[[ Information provided open ]]
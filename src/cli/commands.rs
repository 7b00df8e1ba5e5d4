// CLI command implementations
use anyhow::{bail, Context};
use std::fs::File;
use std::io::{BufWriter, Write};
use std::path::Path;
use std::time::Duration;

use opusogg::utils::pcm::sine_wave;
use opusogg::{EncoderConfig, Framing, FrameEncoder};

use crate::cli::{Commands, Config, OutputFormatter, Summary};

/// Run the selected subcommand
pub fn run(config: &Config) -> anyhow::Result<()> {
    let encoder_config = match &config.config {
        Some(path) => EncoderConfig::from_file(path)
            .with_context(|| format!("reading encoder config {}", path.display()))?,
        None => EncoderConfig::default(),
    };
    if encoder_config.framing != Framing::Ogg {
        bail!("the command line tool only writes ogg framed streams");
    }

    let summary = match &config.command {
        Commands::Tone { output, blocks, block_ms, frequency } => {
            command_tone(encoder_config, output, *blocks, *block_ms, *frequency)?
        }
        Commands::Silence { output, millis } => command_silence(encoder_config, output, *millis)?,
    };

    let formatter = OutputFormatter::new(config.format, config.quiet);
    formatter.output_summary(&summary, &mut std::io::stdout())
}

/// Write header pages followed by `blocks` pages of a sine tone
fn command_tone(
    config: EncoderConfig,
    output: &Path,
    blocks: usize,
    block_ms: f32,
    frequency: f32,
) -> anyhow::Result<Summary> {
    let frames = (config.sampling_rate as f32 * block_ms / 1000.0) as usize;
    if frames == 0 {
        bail!("block length of {} ms is too short", block_ms);
    }

    let mut encoder = FrameEncoder::open(config)?;
    let mut writer = create_output(output)?;
    let channels = encoder.config().channels as usize;
    let tone = sine_wave(frequency, encoder.config().sampling_rate, channels, frames, 0.5);

    let mut summary = Summary {
        file: output.display().to_string(),
        pages: 0,
        bytes: 0,
        last_sequence: None,
    };
    write_chunk(&mut writer, &encoder.stream_header()?, &mut summary)?;

    for _ in 0..blocks {
        let sequence = encoder.page_sequence();
        let page = encoder.encode_float(&tone)?;
        write_chunk(&mut writer, &page, &mut summary)?;
        summary.last_sequence = Some(sequence);
    }

    writer.flush()?;
    encoder.close();
    Ok(summary)
}

/// Write header pages followed by one silence page
fn command_silence(config: EncoderConfig, output: &Path, millis: u64) -> anyhow::Result<Summary> {
    let mut encoder = FrameEncoder::open(config)?;
    let mut writer = create_output(output)?;

    let mut summary = Summary {
        file: output.display().to_string(),
        pages: 0,
        bytes: 0,
        last_sequence: None,
    };
    write_chunk(&mut writer, &encoder.stream_header()?, &mut summary)?;

    let spec = encoder.create_silence(Duration::from_millis(millis))?;
    let sequence = encoder.page_sequence();
    let page = encoder
        .encode_silence(&spec)
        .with_context(|| {
            format!("{} blocks of silence do not fit in one page", spec.repeat_count())
        })?;
    write_chunk(&mut writer, &page, &mut summary)?;
    summary.last_sequence = Some(sequence);

    writer.flush()?;
    encoder.close();
    Ok(summary)
}

fn create_output(path: &Path) -> anyhow::Result<BufWriter<File>> {
    let file = File::create(path).with_context(|| format!("creating {}", path.display()))?;
    Ok(BufWriter::new(file))
}

fn write_chunk(writer: &mut impl Write, bytes: &[u8], summary: &mut Summary) -> anyhow::Result<()> {
    writer.write_all(bytes)?;
    summary.pages += count_pages(bytes);
    summary.bytes += bytes.len();
    Ok(())
}

/// Pages in a buffer of back to back pages
fn count_pages(bytes: &[u8]) -> usize {
    let mut pos = 0;
    let mut pages = 0;
    while pos + 27 <= bytes.len() {
        let segments = bytes[pos + 26] as usize;
        let table = &bytes[pos + 27..(pos + 27 + segments).min(bytes.len())];
        let data: usize = table.iter().map(|&x| x as usize).sum();
        pos += 27 + segments + data;
        pages += 1;
    }
    pages
}
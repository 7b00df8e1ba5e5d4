// Shared helpers

pub mod pcm;
// CLI configuration
use clap::{Parser, Subcommand, ValueEnum};
use std::path::PathBuf;

/// Opusogg - write Ogg Opus streams
#[derive(Parser, Debug)]
#[command(name = "opusogg")]
#[command(about = "Encode test tones and silence into Ogg Opus files", long_about = None)]
#[command(version)]
pub struct Config {
    /// Encoder configuration file (JSON); defaults to 48 kHz stereo audio
    #[arg(short, long, value_name = "FILE")]
    pub config: Option<PathBuf>,

    /// Output format for the summary
    #[arg(short, long, value_enum, default_value = "pretty")]
    pub format: OutputFormat,

    /// Quiet mode (suppress the summary)
    #[arg(short, long)]
    pub quiet: bool,

    /// Subcommand
    #[command(subcommand)]
    pub command: Commands,
}

/// Output format for the summary
#[derive(Debug, Clone, Copy, PartialEq, Eq, Default, ValueEnum)]
pub enum OutputFormat {
    /// Pretty-printed JSON
    #[default]
    Pretty,
    /// Compact JSON
    Json,
}

/// CLI subcommands
#[derive(Subcommand, Debug)]
pub enum Commands {
    /// Encode a sine tone
    Tone {
        /// Output file
        #[arg(short, long)]
        output: PathBuf,

        /// Number of blocks (one page each)
        #[arg(short = 'n', long, default_value_t = 10)]
        blocks: usize,

        /// Block length in milliseconds (2.5, 5, 10, 20, 40 or 60)
        #[arg(short, long, default_value_t = 40.0)]
        block_ms: f32,

        /// Tone frequency in Hz
        #[arg(long, default_value_t = 440.0)]
        frequency: f32,
    },

    /// Encode a span of silence as a single page
    Silence {
        /// Output file
        #[arg(short, long)]
        output: PathBuf,

        /// Duration in milliseconds
        #[arg(short, long, default_value_t = 500)]
        millis: u64,
    },
}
[[ Information provided closed ]]
▶ _Problem_: The entries listed above are to be output exactly. Leave none out.

▶ _Solution to the exercise_:
filename src/cli/commands.rs
repository 7b00df8e1ba5e5d4
// CLI command implementations
use anyhow::{bail, Context};
use std::fs::File;
use std::io::{BufWriter, Write};
use std::path::Path;
use std::time::Duration;

use opusogg::utils::pcm::sine_wave;
use opusogg::{EncoderConfig, Framing, FrameEncoder};

use crate::cli::{Commands, Config, OutputFormatter, Summary};

/// Run the selected subcommand
pub fn run(config: &Config) -> anyhow::Result<()> {
    let encoder_config = match &config.config {
        Some(path) => EncoderConfig::from_file(path)
            .with_context(|| format!("reading encoder config {}", path.display()))?,
        None => EncoderConfig::default(),
    };
    if encoder_config.framing != Framing::Ogg {
        bail!("the command line tool only writes ogg framed streams");
    }

    let summary = match &config.command {
        Commands::Tone { output, blocks, block_ms, frequency } => {
            command_tone(encoder_config, output, *blocks, *block_ms, *frequency)?
        }
        Commands::Silence { output, millis } => command_silence(encoder_config, output, *millis)?,
    };

    let formatter = OutputFormatter::new(config.format, config.quiet);
    formatter.output_summary(&summary, &mut std::io::stdout())
}

/// Write header pages followed by `blocks` pages of a sine tone
fn command_tone(
    config: EncoderConfig,
    output: &Path,
    blocks: usize,
    block_ms: f32,
    frequency: f32,
) -> anyhow::Result<Summary> {
    let frames = (config.sampling_rate as f32 * block_ms / 1000.0) as usize;
    if frames == 0 {
        bail!("block length of {} ms is too short", block_ms);
    }

    let mut encoder = FrameEncoder::open(config)?;
    let mut writer = create_output(output)?;
    let channels = encoder.config().channels as usize;
    let tone = sine_wave(frequency, encoder.config().sampling_rate, channels, frames, 0.5);

    let mut summary = Summary {
        file: output.display().to_string(),
        pages: 0,
        bytes: 0,
        last_sequence: None,
    };
    write_chunk(&mut writer, &encoder.stream_header()?, &mut summary)?;

    for _ in 0..blocks {
        let sequence = encoder.page_sequence();
        let page = encoder.encode_float(&tone)?;
        write_chunk(&mut writer, &page, &mut summary)?;
        summary.last_sequence = Some(sequence);
    }

    writer.flush()?;
    encoder.close();
    Ok(summary)
}

/// Write header pages followed by one silence page
fn command_silence(config: EncoderConfig, output: &Path, millis: u64) -> anyhow::Result<Summary> {
    let mut encoder = FrameEncoder::open(config)?;
    let mut writer = create_output(output)?;

    let mut summary = Summary {
        file: output.display().to_string(),
        pages: 0,
        bytes: 0,
        last_sequence: None,
    };
    write_chunk(&mut writer, &encoder.stream_header()?, &mut summary)?;

    let spec = encoder.create_silence(Duration::from_millis(millis))?;
    let sequence = encoder.page_sequence();
    let page = encoder
        .encode_silence(&spec)
        .with_context(|| {
            format!("{} blocks of silence do not fit in one page", spec.repeat_count())
        })?;
    write_chunk(&mut writer, &page, &mut summary)?;
    summary.last_sequence = Some(sequence);

    writer.flush()?;
    encoder.close();
    Ok(summary)
}

fn create_output(path: &Path) -> anyhow::Result<BufWriter<File>> {
    let file = File::create(path).with_context(|| format!("creating {}", path.display()))?;
    Ok(BufWriter::new(file))
}

fn write_chunk(writer: &mut impl Write, bytes: &[u8], summary: &mut Summary) -> anyhow::Result<()> {
    writer.write_all(bytes)?;
    summary.pages += count_pages(bytes);
    summary.bytes += bytes.len();
    Ok(())
}

/// Pages in a buffer of back to back pages
fn count_pages(bytes: &[u8]) -> usize {
    let mut pos = 0;
    let mut pages = 0;
    while pos + 27 <= bytes.len() {
        let segments = bytes[pos + 26] as usize;
        let table = &bytes[pos + 27..(pos + 27 + segments).min(bytes.len())];
        let data: usize = table.iter().map(|&x| x as usize).sum();
        pos += 27 + segments + data;
        pages += 1;
    }
    pages
}
repository 7b00df8e1ba5e5d4
// Shared helpers

pub mod pcm;
// CLI configuration
use clap::{Parser, Subcommand, ValueEnum};
use std::path::PathBuf;

/// Opusogg - write Ogg Opus streams
#[derive(Parser, Debug)]
#[command(name = "opusogg")]
#[command(about = "Encode test tones and silence into Ogg Opus files", long_about = None)]
#[command(version)]
pub struct Config {
    /// Encoder configuration file (JSON); defaults to 48 kHz stereo audio
    #[arg(short, long, value_name = "FILE")]
    pub config: Option<PathBuf>,

    /// Output format for the summary
    #[arg(short, long, value_enum, default_value = "pretty")]
    pub format: OutputFormat,

    /// Quiet mode (suppress the summary)
    #[arg(short, long)]
    pub quiet: bool,

    /// Subcommand
    #[command(subcommand)]
    pub command: Commands,
}

/// Output format for the summary
#[derive(Debug, Clone, Copy, PartialEq, Eq, Default, ValueEnum)]
pub enum OutputFormat {
    /// Pretty-printed JSON
    #[default]
    Pretty,
    /// Compact JSON
    Json,
}

/// CLI subcommands
#[derive(Subcommand, Debug)]
pub enum Commands {
    /// Encode a sine tone
    Tone {
        /// Output file
        #[arg(short, long)]
        output: PathBuf,

        /// Number of blocks (one page each)
        #[arg(short = 'n', long, default_value_t = 10)]
        blocks: usize,

        /// Block length in milliseconds (2.5, 5, 10, 20, 40 or 60)
        #[arg(short, long, default_value_t = 40.0)]
        block_ms: f32,

        /// Tone frequency in Hz
        #[arg(long, default_value_t = 440.0)]
        frequency: f32,
    },

    /// Encode a span of silence as a single page
    Silence {
        /// Output file
        #[arg(short, long)]
        output: PathBuf,

        /// Duration in milliseconds
        #[arg(short, long, default_value_t = 500)]
        millis: u64,
    },
}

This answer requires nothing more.